Systemic Lupus Erythematosus

Michelle Petri, M.D., MPH

Abstract 499:  Trial of Atacicept in Patients with Systemic Lupus Erythematosus (SLE)

Authors: Maria Dall'Era1, Eliza Chakravarty2, Mark Genovese2, Daniel Wallace3, Arthur Kavanaugh4, Kenneth Kalunian4, Patricia Dhar5, Claudia Pena-Rossi6, David Wofsy1, Serono and ZymoGenetics Atacicept Study Group. 1University of California, San Francisco, CA; 2Stanford University, Palo Alto, CA; 3Cedars-Sinai Medical Center, Los Angeles, CA; 4University of California, San Diego, CA; 5Wayne State University, Detroit, MI; 6Serono, Geneva, Switzerland

Background:  Several new biologics being tested in SLE are directed against B cells.  One approach is to delete B cells, as with rituximab.  Other approaches include targeting the most active B cells, those which rely on the survival factor B Lymphocyte stimulator protein (BLyS).  This clinical trial examined atacicept, a TACI-IG fusion protein that inhibits B cell stimulation by binding to BLyS and to APRIL.  BLyS, but not APRIL, can be targeted by anti-BLyS antibodies.  Which approach is best? 
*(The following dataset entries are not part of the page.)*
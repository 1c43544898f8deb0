// SPDX-FileCopyrightText: 2026 Parley Contributors
// SPDX-License-Identifier: MIT OR Apache-2.0

//! SQLite persistence layer for the Parley bot.
//!
//! WAL-mode SQLite with embedded migrations, serialized through a single
//! `tokio-rusqlite` connection. Holds user accounts and their balance
//! ledger, dialogs with their turn history, and a usage audit log.

pub mod adapter;
pub mod database;
pub mod migrations;
pub mod queries;

pub use adapter::SqliteStorage;
pub use database::Database;
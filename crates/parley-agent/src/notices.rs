// SPDX-FileCopyrightText: 2026 Parley Contributors
// SPDX-License-Identifier: MIT OR Apache-2.0

//! User-facing texts and keyboards.

use parley_context::persona::{Persona, catalog};
use parley_core::types::{Button, ButtonAction, UserAccount};
use parley_cost::PriceLine;

pub const STILL_PROCESSING: &str =
    "⏳ Please wait for a reply to the previous message, or start over with /new";
pub const NOTHING_TO_RETRY: &str = "There are no messages to retry 🤷";
pub const EDITING_UNSUPPORTED: &str = "🥲 Unfortunately, editing messages is not supported";
pub const VOICE_IN_GROUP: &str =
    "Voice messages are not recognized in groups. Message me directly to use this feature.";
pub const SPEAK_REFUSED: &str =
    "🥲 That answer contains code, which I can't read aloud. Ask for it as text instead.";
pub const EMPTY_ANSWER: &str = "🥲 The model returned an empty answer. Try rephrasing with /retry.";
pub const EMPTY_PROMPT: &str = "Please add a request after the command word.";
pub const ADMIN_ONLY: &str = "This command is only available to administrators.";
pub const UNKNOWN_COMMAND: &str = "Unknown command. See /help for what I can do.";
pub const PAYMENTS_UNAVAILABLE: &str = "Payments are not available right now.";
pub const SELECT_PERSONA: &str = "Select a chat mode:";

pub const HELP: &str = "<b>Commands</b>
/new – start a new dialog
/mode – select chat mode
/retry – regenerate the answer to the last message
/balance – show balance and prices
/buy – top up your balance
/profile – your account
/help – show this message

🎤 You can send <b>voice messages</b> instead of text.
🎨 Start a message with <code>{image}</code> to get a picture.
🔊 Start a message with <code>{speak}</code> to get a voice reply.";

/// Usage text with the configured trigger words.
pub fn help(image_prefix: &str, speak_prefix: &str) -> String {
    HELP.replace("{image}", image_prefix)
        .replace("{speak}", speak_prefix)
}

pub fn welcome(name: &str, balance: i64) -> String {
    let greeting = match name.is_empty() {
        true => "Hi!".to_string(),
        false => format!("Hi, {name}!"),
    };
    format!("{greeting} I'm a chat bot powered by a large language model 🤖\n\nYour balance: <b>{balance}</b> tokens.")
}

pub fn balance_exhausted() -> String {
    "🥲 Your balance is exhausted. It is refilled every day, or you can top it up right now with /buy.".to_string()
}

pub fn new_dialog_started(persona: &Persona) -> String {
    format!("Starting new dialog due to timeout (<b>{}</b> mode) ✅", persona.name)
}

pub const NEW_DIALOG: &str = "New dialog started ✅";

pub fn generation_failed(detail: &str) -> String {
    format!("Something went wrong while answering. Error: {detail}")
}

pub fn truncated(dropped: usize) -> String {
    match dropped {
        1 => "✍️ <i>Note:</i> your current dialog is too long, so the <b>first message</b> was removed from the context.\nSend /new to start a new dialog".to_string(),
        n => format!("✍️ <i>Note:</i> your current dialog is too long, so <b>{n} first messages</b> were removed from the context.\nSend /new to start a new dialog"),
    }
}

pub fn transcribed(text: &str) -> String {
    format!("🎤: <i>{}</i>", escape_html(text))
}

pub fn profile(account: &UserAccount, persona: &Persona) -> String {
    let name = account.profile().display_name();
    format!(
        "<b>Profile</b>\nID: <code>{}</code>\nName: {}\nBalance: <b>{}</b> tokens\nUsed in total: {} tokens\nChat mode: {}",
        account.id(),
        escape_html(&name),
        account.balance(),
        account.total_used(),
        persona.name,
    )
}

pub fn balance(account: &UserAccount, currency: &str, lines: &[PriceLine]) -> String {
    let rate = account.fx_quote().rate;
    let mut text = format!(
        "You have <b>{}</b> tokens left.\n\nExchange rate: 1 USD = {rate:.2} {currency}\n\n<b>Prices</b>\n",
        account.balance()
    );
    for line in lines {
        text.push_str(&format!(
            "• {}: ${:.4} ({:.2} {currency})\n",
            line.label, line.usd, line.local
        ));
    }
    text
}

pub fn payment_received(tokens: i64, balance: i64) -> String {
    format!("Thank you for your purchase! 🎉 {tokens} tokens added, your balance is now <b>{balance}</b>.")
}

pub fn refilled(balance: i64) -> String {
    format!("☀️ Your daily balance has been refilled to <b>{balance}</b> tokens.")
}

pub fn broadcast_summary(delivered: usize, failed: usize) -> String {
    format!("Broadcast finished: {delivered} delivered, {failed} failed.")
}

pub fn refill_summary(count: usize) -> String {
    format!("Refilled {count} account(s).")
}

/// Minimal escaping for text interpolated into HTML-formatted messages.
pub fn escape_html(text: &str) -> String {
    text.replace('&', "&amp;")
        .replace('<', "&lt;")
        .replace('>', "&gt;")
}

pub fn main_keyboard() -> Vec<Vec<Button>> {
    vec![
        vec![
            Button::new("🆕 New dialog", ButtonAction::NewDialog),
            Button::new("🎭 Chat mode", ButtonAction::ShowPersonas),
        ],
        vec![
            Button::new("💰 Balance", ButtonAction::Balance),
            Button::new("🛒 Buy tokens", ButtonAction::Buy),
        ],
    ]
}

pub fn retry_keyboard() -> Vec<Vec<Button>> {
    vec![vec![Button::new("🔄 Retry", ButtonAction::Retry)]]
}

pub fn buy_keyboard() -> Vec<Vec<Button>> {
    vec![vec![Button::new("🛒 Buy tokens", ButtonAction::Buy)]]
}

/// One persona per row.
pub fn persona_keyboard() -> Vec<Vec<Button>> {
    catalog()
        .map(|p| vec![Button::new(p.name, ButtonAction::SetPersona(p.id))])
        .collect()
}

#[cfg(test)]
mod tests {
    use super::*;
    use parley_core::types::PersonaId;

    #[test]
    fn truncation_notice_distinguishes_one_from_many() {
        assert!(truncated(1).contains("first message</b> was"));
        assert!(truncated(3).contains("3 first messages"));
    }

    #[test]
    fn help_mentions_trigger_words() {
        let text = help("Draw", "Say");
        assert!(text.contains("<code>Draw</code>"));
        assert!(text.contains("<code>Say</code>"));
    }

    #[test]
    fn persona_keyboard_lists_the_catalog() {
        let keyboard = persona_keyboard();
        assert_eq!(keyboard.len(), 5);
        assert_eq!(
            keyboard[0][0].action,
            ButtonAction::SetPersona(PersonaId::Assistant)
        );
    }

    #[test]
    fn transcription_echo_is_escaped() {
        assert_eq!(transcribed("a<b"), "🎤: <i>a&lt;b</i>");
    }
}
Methods:  This phase 1b clinical trial enrolled 49 SLE patients in a dose escalating trial.  Six dosing cohorts, each containing 6 patients treated with atacicept and 2 treated with placebo, were studied.  The first 4 cohorts received a single subcutaneous dose (0.3, 1, 3 or 9 mg/kg).  Cohorts 5 and 6 received 4 weekly doses of 1 mg/kg or 3 mg/kg. 

Results:  Biologic activity was demonstrated by reduction in immunoglobulin levels, total and mature B cells, especially in cohorts 5 and 6 that received multiple doses.  In the highest dose group there was a 50% decrease in median IgM levels (16% IgG, 32% IgA).  Total B cells decreased by 30-35% and mature B cells by 50-60% in cohorts 5 and 6 throughout the 9 week follow-up.  Two patients with low complement normalized in the multiple dose cohorts. 

In terms of clinical activity, two of three atacicept patients with SLEDAI > 6 improved to 0.   There were mild injection site reactions.  There were no differences in infection.  Protective levels of anti-tetanus antibodies were maintained. 

Conclusion:  The authors concluded that biologic activity was demonstrated and that further studies were warranted. 

Editorial Comment:  This Phase Ib trial shows biologic efficacy but had insufficient numbers of moderate SLE (defined here as SLEDAI > 6) to show clinical efficacy convincingly.  Overall, safety was excellent.  As with Lymphostat B (anti-BLyS but no effect on APRIL), the safety of this general approach has been remarkable.  This early trial suggests – but does not prove – that its onset may be faster than Lymphostat B.  However, larger trails of greater numbers of sicker SLE patients are needed to ascertain whether targeting BLyS and APRIL will be faster or more efficacious than targeting BLyS alone.